WILKES-BARRE TWP. — Charles Urban held up a newspaper to bemoan the hundreds of foreclosure listings during a property owners association meeting last week.

“Six and a half pages of people losing their homes,” Urban said, shaking the paper.

A meeting that usually packs the township community room with 40 or 50 people was uncharacteristically short on attendants one day after state senators in Harrisburg shut down a bill that promised to bring tax relief for Pennsylvania property owners.

At the head table, Urban, president of Luzerne County Property Owners, and his colleague, Frank Sorick, president of the Wilkes-Barre Taxpayers Association, urged the six in the room to stay optimistic.

“Once people are beaten ... they’re done,” Sorick said glumly. “They’re not going to put up a fight anymore.”

Senate Bill 76, or school property tax reform, gained more traction this year than ever before having cleared the Senate Finance Committee and was well on its way to the Senate floor.

On the last day of the session, the bill died one vote shy in the Senate Appropriations Committee. It must be reintroduced next session as a new bill.

Democrats and Republicans sponsored the bill. But there is opposition to reform mostly from the Democratic side of the aisle and even Republicans who support eliminating school property taxes say the bill had some serious flaws.
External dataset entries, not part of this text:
//! Append-only JSONL file sink.

use parking_lot::Mutex;
use std::fs::{File, OpenOptions};
use std::io::{self, BufWriter, Write};
use std::path::Path;
use std::sync::Arc;
use tracing_subscriber::fmt::MakeWriter;

/// Shared writer appending to the log file, flushed after every write so
/// each line lands whole even with several supervisors writing.
#[derive(Clone)]
pub struct LogFileWriter {
    inner: Arc<Mutex<BufWriter<File>>>,
}

impl LogFileWriter {
    pub fn new(path: &Path) -> io::Result<Self> {
        if let Some(parent) = path.parent() {
            std::fs::create_dir_all(parent)?;
        }

        let file = OpenOptions::new().create(true).append(true).open(path)?;

        Ok(Self {
            inner: Arc::new(Mutex::new(BufWriter::with_capacity(8192, file))),
        })
    }
}

impl Write for LogFileWriter {
    fn write(&mut self, buf: &[u8]) -> io::Result<usize> {
        let mut guard = self.inner.lock();
        let written = guard.write(buf)?;
        guard.flush()?;
        Ok(written)
    }

    fn flush(&mut self) -> io::Result<()> {
        self.inner.lock().flush()
    }
}

/// `MakeWriter` handing out clones of one [`LogFileWriter`].
#[derive(Clone)]
pub struct WriterFactory {
    writer: LogFileWriter,
}

impl WriterFactory {
    pub fn new(writer: LogFileWriter) -> Self {
        Self { writer }
    }
}

impl<'a> MakeWriter<'a> for WriterFactory {
    type Writer = LogFileWriter;

    fn make_writer(&'a self) -> Self::Writer {
        self.writer.clone()
    }
}

#[cfg(test)]
mod tests {
    use super::*;
    use std::io::Read;
    use tempfile::tempdir;

    #[test]
    fn appends_across_writers() {
        let dir = tempdir().unwrap();
        let path = dir.path().join("nested").join("log.jsonl");

        let mut first = LogFileWriter::new(&path).unwrap();
        first.write_all(b"one\n").unwrap();
        let mut second = LogFileWriter::new(&path).unwrap();
        second.write_all(b"two\n").unwrap();

        let mut content = String::new();
        File::open(&path)
            .unwrap()
            .read_to_string(&mut content)
            .unwrap();
        assert_eq!(content, "one\ntwo\n");
    }
}
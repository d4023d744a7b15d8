//! Game configuration

use crate::core::WORD_LENGTH;
use crate::error::ConfigError;

/// Number of guess rows in a standard game
pub const DEFAULT_ROWS: usize = 6;

/// Immutable settings for a `Game`
///
/// Word length is fixed at `WORD_LENGTH`; only the row count varies.
#[derive(Debug, Clone, Copy, PartialEq, Eq)]
pub struct GameConfig {
    rows: usize,
}

impl GameConfig {
    /// # Errors
    /// Returns `ConfigError::InvalidRows` if `rows` is zero.
    ///
    /// # Examples
    /// ```
    /// use wordle_game::game::GameConfig;
    ///
    /// assert_eq!(GameConfig::new(8).unwrap().rows(), 8);
    /// assert!(GameConfig::new(0).is_err());
    /// ```
    pub fn new(rows: usize) -> Result<Self, ConfigError> {
        if rows == 0 {
            return Err(ConfigError::InvalidRows(rows));
        }
        Ok(Self { rows })
    }

    #[inline]
    #[must_use]
    pub const fn rows(self) -> usize {
        self.rows
    }

    #[inline]
    #[must_use]
    pub const fn columns(self) -> usize {
        WORD_LENGTH
    }
}

impl Default for GameConfig {
    fn default() -> Self {
        Self { rows: DEFAULT_ROWS }
    }
}
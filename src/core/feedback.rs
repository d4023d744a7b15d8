//! Per-letter feedback for a submitted row
//!
//! Scoring uses two passes:
//! 1. Letters in the same position as the answer are `Correct`
//! 2. Every other letter is `Present` if it occurs anywhere in the answer,
//!    otherwise `Absent`
//!
//! The second pass is a plain containment test. Letter counts are not
//! consumed, so a guess with a repeated letter marks every extra copy as
//! `Present` even when the answer holds only one.

use super::{Letter, WORD_LENGTH, Word};

/// Classification of a single board cell
#[derive(Debug, Clone, Copy, Default, PartialEq, Eq, Hash)]
pub enum CellFeedback {
    /// Row has not been submitted yet
    #[default]
    Unknown,
    /// Letter does not occur in the answer (gray)
    Absent,
    /// Letter occurs in the answer at another position (yellow)
    Present,
    /// Letter is in the correct position (green)
    Correct,
}

/// Feedback for one row of the board
pub type RowFeedback = [CellFeedback; WORD_LENGTH];

/// Feedback for a row that has not been evaluated
pub const UNKNOWN_ROW: RowFeedback = [CellFeedback::Unknown; WORD_LENGTH];

impl CellFeedback {
    /// Emoji square used when printing a row
    #[must_use]
    pub const fn to_emoji(self) -> char {
        match self {
            Self::Correct => '🟩',
            Self::Present => '🟨',
            Self::Absent => '⬛',
            Self::Unknown => '⬜',
        }
    }
}

/// Score a guessed row against the answer
///
/// # Examples
/// ```
/// use wordle_game::core::{CellFeedback::*, Word, score};
///
/// let guess = Word::new("crate").unwrap();
/// let answer = Word::new("crane").unwrap();
///
/// assert_eq!(
///     score(guess.letters(), &answer),
///     [Correct, Correct, Correct, Absent, Correct]
/// );
/// ```
#[must_use]
pub fn score(guess: &[Letter; WORD_LENGTH], answer: &Word) -> RowFeedback {
    let mut result = UNKNOWN_ROW;

    // First pass: exact position matches
    for ((slot, &letter), &expected) in result.iter_mut().zip(guess).zip(answer.letters()) {
        if letter == expected {
            *slot = CellFeedback::Correct;
        }
    }

    // Second pass: containment anywhere in the answer
    for (slot, &letter) in result.iter_mut().zip(guess) {
        if *slot == CellFeedback::Unknown {
            *slot = if answer.contains(letter) {
                CellFeedback::Present
            } else {
                CellFeedback::Absent
            };
        }
    }

    result
}

/// Convert a row of feedback to emoji, e.g. "🟩🟨⬛🟩🟩"
#[must_use]
pub fn row_to_emoji(feedback: &RowFeedback) -> String {
    feedback.iter().map(|cell| cell.to_emoji()).collect()
}

#[cfg(test)]
mod tests {
    use super::CellFeedback::{Absent, Correct, Present, Unknown};
    use super::*;

    fn score_words(guess: &str, answer: &str) -> RowFeedback {
        let guess = Word::new(guess).unwrap();
        let answer = Word::new(answer).unwrap();
        score(guess.letters(), &answer)
    }

    #[test]
    fn exact_match_is_all_correct() {
        for word in ["crane", "slate", "audio", "zzzzz", "eerie"] {
            let feedback = score_words(word, word);
            assert_eq!(feedback, [Correct; WORD_LENGTH]);
        }
    }

    #[test]
    fn disjoint_letters_are_all_absent() {
        assert_eq!(score_words("blimp", "crane"), [Absent; WORD_LENGTH]);
    }

    #[test]
    fn crate_against_crane() {
        assert_eq!(
            score_words("crate", "crane"),
            [Correct, Correct, Correct, Absent, Correct]
        );
    }

    #[test]
    fn misplaced_letters_are_present() {
        // N, E, R, A, C all occur in CRANE but none in place
        assert_eq!(score_words("nerac", "crane"), [Present; WORD_LENGTH]);
    }

    #[test]
    fn repeated_guess_letters_are_not_deduplicated() {
        // CRANE has a single E, yet both non-final E's count as present
        assert_eq!(
            score_words("eerie", "crane"),
            [Present, Present, Present, Absent, Correct]
        );
    }

    #[test]
    fn correct_takes_priority_over_present() {
        // The A in position 2 is correct even though A also appears earlier in the guess
        assert_eq!(
            score_words("aaaaa", "crane"),
            [Present, Present, Correct, Present, Present]
        );
    }

    #[test]
    fn emoji_rendering() {
        assert_eq!(
            row_to_emoji(&[Correct, Present, Absent, Unknown, Correct]),
            "🟩🟨⬛⬜🟩"
        );
    }
}
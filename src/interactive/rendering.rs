//! TUI rendering with ratatui
//!
//! Draws the title, the letter grid and the status area from a `Snapshot`.

use super::app::App;
use crate::core::{CellFeedback, WORD_LENGTH};
use crate::game::{RoundStatus, Snapshot};
use crate::wordlists::WordSource;
use ratatui::{
    Frame,
    layout::{Alignment, Constraint, Direction, Flex, Layout, Rect},
    style::{Color, Modifier, Style},
    text::Line,
    widgets::{Block, BorderType, Borders, Paragraph},
};

const GAME_NAME: &str = "Wordle";
const CELL_WIDTH: u16 = 7;
const CELL_HEIGHT: u16 = 3;

/// Title and text shown in the status area
struct StatusMessage {
    title: &'static str,
    text: &'static str,
}

const PLAYING: StatusMessage = StatusMessage {
    title: "Guess the word",
    text: "Type letters, Backspace to correct",
};
const ENTER: StatusMessage = StatusMessage {
    title: "Row complete",
    text: "Press Enter to submit your guess",
};
const WIN: StatusMessage = StatusMessage {
    title: "You won!",
    text: "Enter: new word | Esc: quit",
};
const LOSE: StatusMessage = StatusMessage {
    title: "You lost!",
    text: "Enter: new word | Esc: quit",
};

/// Main UI rendering function
pub fn ui<S: WordSource>(f: &mut Frame, app: &App<S>) {
    let snapshot = app.snapshot();

    let chunks = Layout::default()
        .direction(Direction::Vertical)
        .constraints([
            Constraint::Length(3), // Header
            Constraint::Min(CELL_HEIGHT),
            Constraint::Length(4), // Status
        ])
        .split(f.area());

    render_header(f, chunks[0]);
    render_board(f, &snapshot, app.show_answer(), chunks[1]);
    render_status(f, &snapshot, chunks[2]);
}

fn render_header(f: &mut Frame, area: Rect) {
    let header = Paragraph::new(format!("{GAME_NAME} - {}", env!("CARGO_PKG_VERSION")))
        .style(
            Style::default()
                .fg(Color::Cyan)
                .add_modifier(Modifier::BOLD),
        )
        .alignment(Alignment::Center)
        .block(
            Block::default()
                .borders(Borders::ALL)
                .border_type(BorderType::Rounded)
                .style(Style::default().fg(Color::Cyan)),
        );
    f.render_widget(header, area);
}

fn render_board(f: &mut Frame, snapshot: &Snapshot, reveal_answer: bool, area: Rect) {
    let row_areas = Layout::default()
        .direction(Direction::Vertical)
        .constraints(vec![Constraint::Length(CELL_HEIGHT); snapshot.rows()])
        .flex(Flex::Center)
        .split(area);

    let last_row = snapshot.rows() - 1;
    for (row, row_area) in row_areas.iter().enumerate() {
        let cell_areas = Layout::default()
            .direction(Direction::Horizontal)
            .constraints([Constraint::Length(CELL_WIDTH); WORD_LENGTH])
            .flex(Flex::Center)
            .split(*row_area);

        for (col, cell_area) in cell_areas.iter().enumerate() {
            let revealed = reveal_answer && row == last_row;
            render_cell(f, snapshot, row, col, revealed, *cell_area);
        }
    }
}

fn render_cell(
    f: &mut Frame,
    snapshot: &Snapshot,
    row: usize,
    col: usize,
    revealed: bool,
    area: Rect,
) {
    let (letter, style) = if revealed {
        (
            Some(snapshot.answer.letter_at(col)),
            Style::default().fg(Color::White).bg(Color::Blue),
        )
    } else {
        (
            snapshot.cell(row, col),
            feedback_style(snapshot.cell_feedback(row, col)),
        )
    };

    // Outline the next writable cell while playing
    let is_cursor = snapshot.status == RoundStatus::Playing
        && snapshot.cursor.row == row
        && snapshot.cursor.col == col;
    let (border_type, border_style) = if is_cursor {
        (
            BorderType::Thick,
            Style::default().fg(Color::Yellow).add_modifier(Modifier::BOLD),
        )
    } else {
        (BorderType::Plain, Style::default().fg(Color::DarkGray))
    };

    let text = letter.map(|l| l.to_string()).unwrap_or_default();
    let cell = Paragraph::new(Line::from(text))
        .alignment(Alignment::Center)
        .style(style.add_modifier(Modifier::BOLD))
        .block(
            Block::default()
                .borders(Borders::ALL)
                .border_type(border_type)
                .border_style(border_style),
        );
    f.render_widget(cell, area);
}

fn feedback_style(feedback: CellFeedback) -> Style {
    match feedback {
        CellFeedback::Correct => Style::default().fg(Color::White).bg(Color::Green),
        CellFeedback::Present => Style::default().fg(Color::Black).bg(Color::Yellow),
        CellFeedback::Absent => Style::default().fg(Color::White).bg(Color::DarkGray),
        CellFeedback::Unknown => Style::default().fg(Color::White),
    }
}

fn status_message(snapshot: &Snapshot) -> &'static StatusMessage {
    match snapshot.status {
        RoundStatus::Won => &WIN,
        RoundStatus::Lost => &LOSE,
        RoundStatus::Playing if snapshot.awaiting_submit() => &ENTER,
        RoundStatus::Playing => &PLAYING,
    }
}

fn render_status(f: &mut Frame, snapshot: &Snapshot, area: Rect) {
    let message = status_message(snapshot);
    let color = match snapshot.status {
        RoundStatus::Playing => Color::Yellow,
        RoundStatus::Won => Color::Green,
        RoundStatus::Lost => Color::Red,
    };

    let content = vec![
        Line::from(message.title).style(Style::default().fg(color).add_modifier(Modifier::BOLD)),
        Line::from(message.text).style(Style::default().fg(Color::Gray)),
    ];

    let status = Paragraph::new(content).block(
        Block::default()
            .borders(Borders::ALL)
            .border_type(BorderType::Double)
            .style(Style::default().fg(color)),
    );
    f.render_widget(status, area);
}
Sorick and Urban also recognize the flaws, but argue lawmakers have been trying to eliminate property taxes for decades, and the now defunct proposal would have left property owners and the state’s economy better off than before.

And it can always be amended, Urban said.

Armed with a 2013 analysis by Anderson Economic Group, a Chicago research firm, the downed taxpayers still believe raising sales and income taxes will hold up the state’s 500 school districts, as well as create a reserve fund for dry times.

In fact, the Anderson report projects in a few years, the reserve fund will be fat with nearly $2 billion.

Without reforming taxes, the research shows school districts in general must increase property taxes by about 4 percent annually for at least the next five years.

David Baldinger is a citizen activist from Berks County near Reading who created the Pennsylvania Taxpayers Cyber Coalition. He said it’s a positive sign that such a bill made it so far in the Senate because it shares bipartisan support and was created with heavy citizen input.

“This is not a bill concocted in Harrisburg. What it comes down to is this is the people’s bill,” Baldinger said. “That’s something that you never see in Harrisburg.”

At the end of their meeting, the coalition leaders urged members to focus on the election.

“Where do we go from here?” Urban said. “The next thing we need to do is get those naysayers out.”

At the heart of the matter, no homeowner should fear losing their home to the government, Urban said. “Because right now you pay 30 years on that home and you still don’t own it; you’re only renting from the government.”